This new reality of instant information access will transform our economy and our culture fundamentally. It’s already beginning. A friend who runs an auto dealership tells me that customers today typically know more about the cars they want to buy than his own salespeople do. Some now come into the showroom knowing precisely what other people have paid for cars at his dealership within the last couple of months. Think of how that changes his business. And what’s happening in auto sales will happen in every single industry.

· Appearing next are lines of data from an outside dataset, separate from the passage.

use serde::{Deserialize, Serialize};
use uuid::Uuid;

/// Type of JWT issued by the service.
#[derive(Debug, Clone, Copy, Serialize, Deserialize, PartialEq, Eq)]
#[serde(rename_all = "snake_case")]
pub enum TokenKind {
    Access,
    Refresh,
    MagicLink,
}

/// Session token payload.
#[derive(Debug, Clone, Serialize, Deserialize)]
pub struct Claims {
    pub sub: Uuid,       // user ID
    pub iat: usize,      // issued at (unix timestamp)
    pub exp: usize,      // expires at (unix timestamp)
    pub iss: String,
    pub aud: String,
    pub kind: TokenKind, // access or refresh
}

/// Magic-link payload; the user may not exist yet, so it carries the email.
/// `jti` is recorded on first use so a link signs in once.
#[derive(Debug, Clone, Serialize, Deserialize)]
pub struct LinkClaims {
    pub jti: Uuid,
    pub email: String,
    pub iat: usize,
    pub exp: usize,
    pub iss: String,
    pub aud: String,
    pub kind: TokenKind,
}
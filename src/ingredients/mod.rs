pub mod dto;
pub mod handlers;
pub mod repo;

use crate::state::AppState;
use axum::Router;

pub fn router() -> Router<AppState> {
    handlers::ingredient_routes()
}
use anyhow::Context;
use axum::async_trait;
use serde::{Deserialize, Serialize};
use sqlx::{FromRow, PgPool};
use time::OffsetDateTime;
use uuid::Uuid;

/// Ingredient record in the database. Names are free text; duplicates allowed.
#[derive(Debug, Clone, Serialize, Deserialize, FromRow)]
pub struct Ingredient {
    pub id: Uuid,
    pub user_id: Uuid,
    pub name: String,
    pub created_at: OffsetDateTime,
}

#[async_trait]
pub trait IngredientRepo: Send + Sync {
    async fn insert(&self, user_id: Uuid, name: &str) -> anyhow::Result<Ingredient>;
    /// Newest first.
    async fn list_by_user(&self, user_id: Uuid) -> anyhow::Result<Vec<Ingredient>>;
    /// Removes every ingredient of `user_id`, returning how many went.
    async fn delete_all_for_user(&self, user_id: Uuid) -> anyhow::Result<u64>;
    /// `false` when `id` does not exist or belongs to someone else.
    async fn delete_for_user(&self, user_id: Uuid, id: Uuid) -> anyhow::Result<bool>;
}

#[derive(Clone)]
pub struct PgIngredientRepo {
    db: PgPool,
}

impl PgIngredientRepo {
    pub fn new(db: PgPool) -> Self {
        Self { db }
    }
}

#[async_trait]
impl IngredientRepo for PgIngredientRepo {
    async fn insert(&self, user_id: Uuid, name: &str) -> anyhow::Result<Ingredient> {
        let row = sqlx::query_as::<_, Ingredient>(
            r#"
            INSERT INTO ingredients (user_id, name)
            VALUES ($1, $2)
            RETURNING id, user_id, name, created_at
            "#,
        )
        .bind(user_id)
        .bind(name)
        .fetch_one(&self.db)
        .await
        .context("insert ingredient")?;
        Ok(row)
    }

    async fn list_by_user(&self, user_id: Uuid) -> anyhow::Result<Vec<Ingredient>> {
        let rows = sqlx::query_as::<_, Ingredient>(
            r#"
            SELECT id, user_id, name, created_at
            FROM ingredients
            WHERE user_id = $1
            ORDER BY created_at DESC
            "#,
        )
        .bind(user_id)
        .fetch_all(&self.db)
        .await
        .context("list ingredients")?;
        Ok(rows)
    }

    async fn delete_all_for_user(&self, user_id: Uuid) -> anyhow::Result<u64> {
        let res = sqlx::query("DELETE FROM ingredients WHERE user_id = $1")
            .bind(user_id)
            .execute(&self.db)
            .await
            .context("delete ingredients")?;
        Ok(res.rows_affected())
    }

    async fn delete_for_user(&self, user_id: Uuid, id: Uuid) -> anyhow::Result<bool> {
        let res = sqlx::query("DELETE FROM ingredients WHERE id = $1 AND user_id = $2")
            .bind(id)
            .bind(user_id)
            .execute(&self.db)
            .await
            .context("delete ingredient")?;
        Ok(res.rows_affected() == 1)
    }
}
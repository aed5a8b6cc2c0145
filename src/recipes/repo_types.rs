use serde::{Deserialize, Serialize};
use sqlx::FromRow;
use time::OffsetDateTime;
use uuid::Uuid;

/// Recipe record in the database.
#[derive(Debug, Clone, Serialize, Deserialize, FromRow)]
pub struct Recipe {
    pub id: Uuid,
    pub user_id: Uuid,
    pub title: String,
    pub ingredients: String, // JSON-encoded array of strings
    pub recipe_text: String,
    pub created_at: OffsetDateTime,
}

#[derive(Debug, Clone)]
pub struct NewRecipe {
    pub user_id: Uuid,
    pub title: String,
    pub ingredients: String,
    pub recipe_text: String,
}
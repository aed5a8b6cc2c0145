pub mod dto;
pub mod handlers;
pub mod repo;
pub mod repo_types;
pub mod services;

use crate::state::AppState;
use axum::Router;

pub fn router() -> Router<AppState> {
    Router::new()
        .merge(handlers::generate_routes())
        .merge(handlers::read_routes())
}
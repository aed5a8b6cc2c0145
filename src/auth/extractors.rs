use axum::{
    async_trait,
    extract::{FromRef, FromRequestParts},
    http::request::Parts,
};
use tracing::warn;
use uuid::Uuid;

use super::{claims::TokenKind, jwt::JwtKeys};
use crate::error::ApiError;

/// Extracts and validates a bearer access token, returning the user ID.
pub struct AuthUser(pub Uuid);

#[async_trait]
impl<S> FromRequestParts<S> for AuthUser
where
    S: Send + Sync,
    JwtKeys: FromRef<S>,
{
    type Rejection = ApiError;

    async fn from_request_parts(parts: &mut Parts, state: &S) -> Result<Self, Self::Rejection> {
        let auth = parts
            .headers
            .get(axum::http::header::AUTHORIZATION)
            .and_then(|h| h.to_str().ok())
            .ok_or_else(|| ApiError::Unauthorized("Missing Authorization header".into()))?;

        let token = auth
            .strip_prefix("Bearer ")
            .or_else(|| auth.strip_prefix("bearer "))
            .ok_or_else(|| ApiError::Unauthorized("Invalid Authorization header".into()))?;

        let keys = JwtKeys::from_ref(state);
        let claims = keys.verify(token).map_err(|e| {
            warn!(error = %e, "invalid or expired token");
            ApiError::Unauthorized("Invalid or expired token".into())
        })?;

        if claims.kind != TokenKind::Access {
            return Err(ApiError::Unauthorized("Access token required".into()));
        }

        Ok(AuthUser(claims.sub))
    }
}
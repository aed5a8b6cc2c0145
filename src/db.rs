use anyhow::Context;
use sqlx::{postgres::PgPoolOptions, PgPool};

use crate::config::AppConfig;

pub async fn connect(config: &AppConfig) -> anyhow::Result<PgPool> {
    PgPoolOptions::new()
        .max_connections(10)
        .connect(&config.database_url)
        .await
        .context("connect to database")
}

pub async fn run_migrations(db: &PgPool) {
    if let Err(e) = sqlx::migrate!("./migrations").run(db).await {
        tracing::warn!(error = %e, "migration failed; continuing");
    }
}
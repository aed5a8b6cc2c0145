use axum::{
    extract::{Path, State},
    http::StatusCode,
    routing::{delete, get},
    Json, Router,
};
use uuid::Uuid;
use tracing::{error, info, instrument};

use super::dto::{DeletedResponse, IngredientView, NewIngredientRequest};
use crate::{auth::extractors::AuthUser, error::ApiError, state::AppState};

pub fn ingredient_routes() -> Router<AppState> {
    Router::new()
        .route(
            "/ingredients",
            get(list_ingredients)
                .post(add_ingredient)
                .delete(clear_ingredients),
        )
        .route("/ingredients/:id", delete(delete_ingredient))
}

#[instrument(skip(state))]
pub async fn list_ingredients(
    State(state): State<AppState>,
    AuthUser(user_id): AuthUser,
) -> Result<Json<Vec<IngredientView>>, ApiError> {
    let rows = state.ingredients.list_by_user(user_id).await.map_err(|e| {
        error!(error = %e, %user_id, "list_ingredients failed");
        ApiError::Internal(e)
    })?;
    Ok(Json(rows.into_iter().map(IngredientView::from).collect()))
}

#[instrument(skip(state, payload))]
pub async fn add_ingredient(
    State(state): State<AppState>,
    AuthUser(user_id): AuthUser,
    Json(payload): Json<NewIngredientRequest>,
) -> Result<(StatusCode, Json<IngredientView>), ApiError> {
    let name = payload.name.trim();
    if name.is_empty() {
        return Err(ApiError::BadRequest("name is required".into()));
    }

    let row = state.ingredients.insert(user_id, name).await.map_err(|e| {
        error!(error = %e, %user_id, "insert ingredient failed");
        ApiError::Internal(e)
    })?;
    Ok((StatusCode::CREATED, Json(row.into())))
}

/// Empties the caller's pantry; the client does this after a recipe is saved.
#[instrument(skip(state))]
pub async fn clear_ingredients(
    State(state): State<AppState>,
    AuthUser(user_id): AuthUser,
) -> Result<Json<DeletedResponse>, ApiError> {
    let deleted = state
        .ingredients
        .delete_all_for_user(user_id)
        .await
        .map_err(|e| {
            error!(error = %e, %user_id, "delete ingredients failed");
            ApiError::Internal(e)
        })?;
    info!(%user_id, deleted, "ingredients cleared");
    Ok(Json(DeletedResponse { deleted }))
}

/// Removes one of the caller's ingredients; the client uses this for the
/// ingredients a saved recipe was generated from.
#[instrument(skip(state))]
pub async fn delete_ingredient(
    State(state): State<AppState>,
    AuthUser(user_id): AuthUser,
    Path(id): Path<Uuid>,
) -> Result<Json<DeletedResponse>, ApiError> {
    let deleted = state
        .ingredients
        .delete_for_user(user_id, id)
        .await
        .map_err(|e| {
            error!(error = %e, %user_id, %id, "delete ingredient failed");
            ApiError::Internal(e)
        })?;
    if !deleted {
        return Err(ApiError::NotFound("Ingredient not found".into()));
    }
    Ok(Json(DeletedResponse { deleted: 1 }))
}
use std::time::Duration;

use axum::extract::FromRef;
use jsonwebtoken::{decode, encode, DecodingKey, EncodingKey, Header, Validation};
use serde::Serialize;
use time::{Duration as TimeDuration, OffsetDateTime};
use tracing::debug;
use uuid::Uuid;

use super::claims::{Claims, LinkClaims, TokenKind};
use crate::{config::JwtConfig, state::AppState};

/// Holds JWT signing and verification keys with config data.
#[derive(Clone)]
pub struct JwtKeys {
    pub encoding: EncodingKey,
    pub decoding: DecodingKey,
    pub issuer: String,
    pub audience: String,
    pub access_ttl: Duration,
    pub refresh_ttl: Duration,
    pub magic_link_ttl: Duration,
}

impl From<&JwtConfig> for JwtKeys {
    fn from(cfg: &JwtConfig) -> Self {
        let minutes = |m: i64| Duration::from_secs(m.max(0) as u64 * 60);
        Self {
            encoding: EncodingKey::from_secret(cfg.secret.as_bytes()),
            decoding: DecodingKey::from_secret(cfg.secret.as_bytes()),
            issuer: cfg.issuer.clone(),
            audience: cfg.audience.clone(),
            access_ttl: minutes(cfg.ttl_minutes),
            refresh_ttl: minutes(cfg.refresh_ttl_minutes),
            magic_link_ttl: minutes(cfg.magic_link_ttl_minutes),
        }
    }
}

impl FromRef<AppState> for JwtKeys {
    fn from_ref(state: &AppState) -> Self {
        JwtKeys::from(&state.config.jwt)
    }
}

impl JwtKeys {
    fn window(ttl: Duration) -> (usize, usize) {
        let now = OffsetDateTime::now_utc();
        let exp = now + TimeDuration::seconds(ttl.as_secs() as i64);
        (now.unix_timestamp() as usize, exp.unix_timestamp() as usize)
    }

    fn sign<C: Serialize>(&self, claims: &C) -> anyhow::Result<String> {
        Ok(encode(&Header::default(), claims, &self.encoding)?)
    }

    fn validation(&self) -> Validation {
        let mut validation = Validation::default();
        validation.set_audience(std::slice::from_ref(&self.audience));
        validation.set_issuer(std::slice::from_ref(&self.issuer));
        validation
    }

    fn sign_with_kind(&self, user_id: Uuid, kind: TokenKind) -> anyhow::Result<String> {
        let ttl = match kind {
            TokenKind::Refresh => self.refresh_ttl,
            _ => self.access_ttl,
        };
        let (iat, exp) = Self::window(ttl);
        let token = self.sign(&Claims {
            sub: user_id,
            iat,
            exp,
            iss: self.issuer.clone(),
            aud: self.audience.clone(),
            kind,
        })?;
        debug!(user_id = %user_id, kind = ?kind, "jwt signed");
        Ok(token)
    }

    pub fn sign_access(&self, user_id: Uuid) -> anyhow::Result<String> {
        self.sign_with_kind(user_id, TokenKind::Access)
    }

    pub fn sign_refresh(&self, user_id: Uuid) -> anyhow::Result<String> {
        self.sign_with_kind(user_id, TokenKind::Refresh)
    }

    pub fn sign_magic_link(&self, email: &str) -> anyhow::Result<String> {
        let (iat, exp) = Self::window(self.magic_link_ttl);
        self.sign(&LinkClaims {
            jti: Uuid::new_v4(),
            email: email.to_string(),
            iat,
            exp,
            iss: self.issuer.clone(),
            aud: self.audience.clone(),
            kind: TokenKind::MagicLink,
        })
    }

    pub fn verify(&self, token: &str) -> anyhow::Result<Claims> {
        let data = decode::<Claims>(token, &self.decoding, &self.validation())?;
        debug!(user_id = %data.claims.sub, kind = ?data.claims.kind, "jwt verified");
        Ok(data.claims)
    }

    pub fn verify_refresh(&self, token: &str) -> anyhow::Result<Claims> {
        let claims = self.verify(token)?;
        if claims.kind != TokenKind::Refresh {
            anyhow::bail!("not a refresh token");
        }
        Ok(claims)
    }

    pub fn verify_magic_link(&self, token: &str) -> anyhow::Result<LinkClaims> {
        let data = decode::<LinkClaims>(token, &self.decoding, &self.validation())?;
        if data.claims.kind != TokenKind::MagicLink {
            anyhow::bail!("not a magic link token");
        }
        Ok(data.claims)
    }
}

#[cfg(test)]
mod tests {
    use super::*;

    fn make_keys(secret: &str, issuer: &str, audience: &str) -> JwtKeys {
        JwtKeys::from(&JwtConfig {
            secret: secret.into(),
            issuer: issuer.into(),
            audience: audience.into(),
            ttl_minutes: 5,
            refresh_ttl_minutes: 60,
            magic_link_ttl_minutes: 15,
        })
    }

    #[test]
    fn sign_and_verify_access_token() {
        let keys = make_keys("dev-secret", "test-issuer", "test-aud");
        let user_id = Uuid::new_v4();
        let token = keys.sign_access(user_id).expect("sign access");
        let claims = keys.verify(&token).expect("verify token");
        assert_eq!(claims.sub, user_id);
        assert_eq!(claims.iss, "test-issuer");
        assert_eq!(claims.aud, "test-aud");
        assert_eq!(claims.kind, TokenKind::Access);
    }

    #[test]
    fn verify_refresh_rejects_access_token() {
        let keys = make_keys("dev-secret", "iss", "aud");
        let refresh = keys.sign_refresh(Uuid::new_v4()).expect("sign refresh");
        assert_eq!(keys.verify_refresh(&refresh).unwrap().kind, TokenKind::Refresh);

        let access = keys.sign_access(Uuid::new_v4()).expect("sign access");
        let err = keys.verify_refresh(&access).unwrap_err();
        assert!(err.to_string().contains("not a refresh token"));
    }

    #[test]
    fn magic_link_round_trip_carries_email() {
        let keys = make_keys("dev-secret", "iss", "aud");
        let token = keys.sign_magic_link("cook@example.com").expect("sign link");
        let claims = keys.verify_magic_link(&token).expect("verify link");
        assert_eq!(claims.email, "cook@example.com");
        assert_eq!(claims.kind, TokenKind::MagicLink);
    }

    #[test]
    fn every_magic_link_gets_its_own_id() {
        let keys = make_keys("dev-secret", "iss", "aud");
        let a = keys.sign_magic_link("cook@example.com").unwrap();
        let b = keys.sign_magic_link("cook@example.com").unwrap();
        assert_ne!(
            keys.verify_magic_link(&a).unwrap().jti,
            keys.verify_magic_link(&b).unwrap().jti
        );
    }

    #[test]
    fn session_and_link_tokens_are_not_interchangeable() {
        let keys = make_keys("dev-secret", "iss", "aud");
        let link = keys.sign_magic_link("cook@example.com").unwrap();
        assert!(keys.verify(&link).is_err());

        let access = keys.sign_access(Uuid::new_v4()).unwrap();
        assert!(keys.verify_magic_link(&access).is_err());
    }

    #[test]
    fn verify_rejects_wrong_issuer_or_audience() {
        let good_keys = make_keys("same-secret", "good-iss", "good-aud");
        let bad_keys = make_keys("same-secret", "bad-iss", "bad-aud");
        let token = good_keys.sign_access(Uuid::new_v4()).expect("sign access");
        assert!(bad_keys.verify(&token).is_err());
    }
}
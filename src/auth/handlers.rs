use axum::{
    extract::{FromRef, State},
    http::StatusCode,
    routing::{get, post},
    Json, Router,
};
use tracing::{error, info, instrument, warn};

use super::{
    dto::{
        AuthResponse, MagicLinkRequest, MagicLinkResponse, PublicUser, RefreshRequest,
        VerifyRequest,
    },
    extractors::AuthUser,
    jwt::JwtKeys,
    repo_types::User,
    services::{is_valid_email, magic_link_url, normalize_email},
};
use crate::{error::ApiError, state::AppState};

pub const LINK_SENT: &str = "Check your email for a login link.";
const INVALID_LINK: &str = "Invalid or expired link";

pub fn auth_routes() -> Router<AppState> {
    Router::new()
        .route("/auth/magic-link", post(request_magic_link))
        .route("/auth/verify", post(verify))
        .route("/auth/refresh", post(refresh))
}

pub fn me_routes() -> Router<AppState> {
    Router::new().route("/me", get(get_me))
}

fn issue_pair(keys: &JwtKeys, user: User) -> Result<AuthResponse, ApiError> {
    let access_token = keys.sign_access(user.id).map_err(|e| {
        error!(error = %e, "jwt sign access failed");
        ApiError::Internal(e)
    })?;
    let refresh_token = keys.sign_refresh(user.id).map_err(|e| {
        error!(error = %e, "jwt sign refresh failed");
        ApiError::Internal(e)
    })?;
    Ok(AuthResponse {
        access_token,
        refresh_token,
        user: PublicUser {
            id: user.id,
            email: user.email,
        },
    })
}

#[instrument(skip(state, payload))]
pub async fn request_magic_link(
    State(state): State<AppState>,
    Json(payload): Json<MagicLinkRequest>,
) -> Result<(StatusCode, Json<MagicLinkResponse>), ApiError> {
    let email = normalize_email(&payload.email);
    if !is_valid_email(&email) {
        warn!(email = %email, "invalid email");
        return Err(ApiError::BadRequest("Invalid email".into()));
    }

    let keys = JwtKeys::from_ref(&state);
    let token = keys.sign_magic_link(&email).map_err(|e| {
        error!(error = %e, "jwt sign magic link failed");
        ApiError::Internal(e)
    })?;
    let link = magic_link_url(&state.config.public_url, &token);

    state.mailer.send_magic_link(&email, &link).await.map_err(|e| {
        error!(error = %e, email = %email, "sending magic link failed");
        ApiError::Internal(e)
    })?;

    info!(email = %email, "magic link requested");
    Ok((
        StatusCode::ACCEPTED,
        Json(MagicLinkResponse {
            message: LINK_SENT.into(),
        }),
    ))
}

#[instrument(skip(state, payload))]
pub async fn verify(
    State(state): State<AppState>,
    Json(payload): Json<VerifyRequest>,
) -> Result<Json<AuthResponse>, ApiError> {
    let keys = JwtKeys::from_ref(&state);
    let claims = keys.verify_magic_link(&payload.token).map_err(|e| {
        warn!(error = %e, "magic link rejected");
        ApiError::Unauthorized(INVALID_LINK.into())
    })?;

    let first_use = state.users.redeem_magic_link(claims.jti).await.map_err(|e| {
        error!(error = %e, "redeem_magic_link failed");
        ApiError::Internal(e)
    })?;
    if !first_use {
        warn!(jti = %claims.jti, "magic link reused");
        return Err(ApiError::Unauthorized(INVALID_LINK.into()));
    }

    let user = state
        .users
        .find_or_create_by_email(&claims.email)
        .await
        .map_err(|e| {
            error!(error = %e, "find_or_create_by_email failed");
            ApiError::Internal(e)
        })?;

    info!(user_id = %user.id, email = %user.email, "user signed in");
    Ok(Json(issue_pair(&keys, user)?))
}

#[instrument(skip(state, payload))]
pub async fn refresh(
    State(state): State<AppState>,
    Json(payload): Json<RefreshRequest>,
) -> Result<Json<AuthResponse>, ApiError> {
    let keys = JwtKeys::from_ref(&state);
    let claims = keys
        .verify_refresh(&payload.refresh_token)
        .map_err(|e| ApiError::Unauthorized(e.to_string()))?;

    let user = state
        .users
        .find_by_id(claims.sub)
        .await
        .map_err(ApiError::Internal)?
        .ok_or_else(|| ApiError::Unauthorized("User not found".into()))?;

    Ok(Json(issue_pair(&keys, user)?))
}

#[instrument(skip(state))]
pub async fn get_me(
    State(state): State<AppState>,
    AuthUser(user_id): AuthUser,
) -> Result<Json<PublicUser>, ApiError> {
    let user = state
        .users
        .find_by_id(user_id)
        .await
        .map_err(|e| {
            error!(error = %e, user_id = %user_id, "find_by_id failed");
            ApiError::Internal(e)
        })?
        .ok_or_else(|| ApiError::Unauthorized("User not found".into()))?;

    Ok(Json(PublicUser {
        id: user.id,
        email: user.email,
    }))
}
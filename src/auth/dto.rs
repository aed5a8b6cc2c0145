use serde::{Deserialize, Serialize};
use uuid::Uuid;

/// Request body for `POST /auth/magic-link`.
#[derive(Debug, Clone, Serialize, Deserialize)]
pub struct MagicLinkRequest {
    pub email: String,
}

#[derive(Debug, Clone, Serialize, Deserialize)]
pub struct MagicLinkResponse {
    pub message: String,
}

/// Request body for `POST /auth/verify`: the token from the emailed link.
#[derive(Debug, Clone, Serialize, Deserialize)]
pub struct VerifyRequest {
    pub token: String,
}

#[derive(Debug, Clone, Serialize, Deserialize)]
pub struct RefreshRequest {
    pub refresh_token: String,
}

/// Response returned after verify or refresh.
#[derive(Debug, Clone, Serialize, Deserialize)]
pub struct AuthResponse {
    pub access_token: String,
    pub refresh_token: String,
    pub user: PublicUser,
}

/// Public part of the user returned to the client.
#[derive(Debug, Clone, Serialize, Deserialize, PartialEq)]
pub struct PublicUser {
    pub id: Uuid,
    pub email: String,
}
use serde::{Deserialize, Serialize};
use time::OffsetDateTime;
use uuid::Uuid;

use super::repo_types::Recipe;
use super::services::decode_ingredients;

pub const REQUIRED_FIELDS: &str = "user_id and ingredients[] required";

#[derive(Debug, Clone, Default, Serialize, Deserialize)]
pub struct GenerateRequest {
    #[serde(default, skip_serializing_if = "Option::is_none")]
    pub user_id: Option<String>,
    #[serde(default, skip_serializing_if = "Option::is_none")]
    pub ingredients: Option<Vec<String>>,
}

impl GenerateRequest {
    /// `None` when `user_id` is missing or empty, or `ingredients` is missing or empty.
    ///
    /// `user_id` is not parsed here: a whitespace-only or non-UUID id still
    /// reaches the model and then fails the insert. Entries of `ingredients`
    /// must be strings; anything else is rejected when the body is decoded.
    pub fn validate(self) -> Option<(String, Vec<String>)> {
        let user_id = self.user_id.filter(|s| !s.is_empty())?;
        let ingredients = self.ingredients.filter(|i| !i.is_empty())?;
        Some((user_id, ingredients))
    }
}

#[derive(Debug, Clone, Serialize, Deserialize)]
pub struct GenerateResponse {
    pub title: String,
    pub recipe_text: String,
    pub saved: bool,
    pub id: Uuid,
}

impl From<&Recipe> for GenerateResponse {
    fn from(r: &Recipe) -> Self {
        Self {
            title: r.title.clone(),
            recipe_text: r.recipe_text.clone(),
            saved: true,
            id: r.id,
        }
    }
}

#[derive(Debug, Clone, Serialize, Deserialize, PartialEq)]
pub struct RecipeView {
    pub id: Uuid,
    pub title: String,
    pub recipe_text: String,
    pub ingredients: Vec<String>,
    #[serde(with = "time::serde::rfc3339")]
    pub created_at: OffsetDateTime,
}

impl From<Recipe> for RecipeView {
    fn from(r: Recipe) -> Self {
        Self {
            ingredients: decode_ingredients(&r.ingredients),
            id: r.id,
            title: r.title,
            recipe_text: r.recipe_text,
            created_at: r.created_at,
        }
    }
}

#[cfg(test)]
mod tests {
    use super::*;

    fn req(user_id: Option<&str>, ingredients: Option<Vec<&str>>) -> GenerateRequest {
        GenerateRequest {
            user_id: user_id.map(Into::into),
            ingredients: ingredients.map(|v| v.into_iter().map(Into::into).collect()),
        }
    }

    #[test]
    fn validate_accepts_any_non_empty_id_and_list() {
        let id = Uuid::new_v4().to_string();
        let (user_id, ingredients) = req(Some(id.as_str()), Some(vec!["egg", "rice"]))
            .validate()
            .expect("valid");
        assert_eq!(user_id, id);
        assert_eq!(ingredients, vec!["egg", "rice"]);

        assert!(req(Some("not-a-uuid"), Some(vec!["egg"])).validate().is_some());
        assert!(req(Some("  "), Some(vec!["egg"])).validate().is_some());
    }

    #[test]
    fn validate_rejects_missing_or_empty_fields() {
        let id = Uuid::new_v4().to_string();
        let id = id.as_str();
        assert!(req(None, Some(vec!["egg"])).validate().is_none());
        assert!(req(Some(""), Some(vec!["egg"])).validate().is_none());
        assert!(req(Some(id), None).validate().is_none());
        assert!(req(Some(id), Some(vec![])).validate().is_none());
    }

    #[test]
    fn non_string_ingredients_do_not_deserialize() {
        let res = serde_json::from_str::<GenerateRequest>(r#"{"user_id": "x", "ingredients": [1, 2]}"#);
        assert!(res.is_err());
    }

    #[test]
    fn non_array_ingredients_do_not_deserialize() {
        let res = serde_json::from_str::<GenerateRequest>(
            r#"{"user_id": "x", "ingredients": "tomato, basil"}"#,
        );
        assert!(res.is_err());
    }
}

Over the next few years we will learn to take for granted that advice from people just like us is available whenever we need it, and the tools to deliver this information will get much better. This will change the way we make decisions, and that will change nearly everything else*. Companies that don’t provide significant value will struggle to survive. Weak products will disappear quickly from the market and advertising won’t be able to save them. Our range of options for buying and selling products and services will expand by orders of magnitude thanks to global connectivity.

Businesses will need to empower all their employees with much more information and education because customer will no longer tolerate “I’ll have to speak to my supervisor.” Organizations will flatten and fragment because vertical hierarchies move too slowly. Corporations will divest non-strategic businesses because slimmer profit margins won’t support them.

In short, we’re all going to become a lot more efficient at doing what we do. This will cause a lot of pain in the short term; one of the reasons we’re in a “jobless recovery” right now is that businesses are learning to do more with less. In the end, these changes will be no less dramatic than those brought about by the Industrial Revolution; only this revolution will take a couple of decades instead of a couple of centuries to complete.

Much of this change will be brought about by a few elegantly simple tools: Ethernet, the Internet Protocol, hypertext, RSS, HTML and a handful of others. See what happens when people apply innovation to the tools they use?

Social media is rapidly ending ignorance, at least in the developed world. Over the 10 years, this new reality will reshape our lives. It’s going to be an exciting ride, and I hope I get the opportunity to stick around for it. Have a great holiday and I’ll talk to you on the other side!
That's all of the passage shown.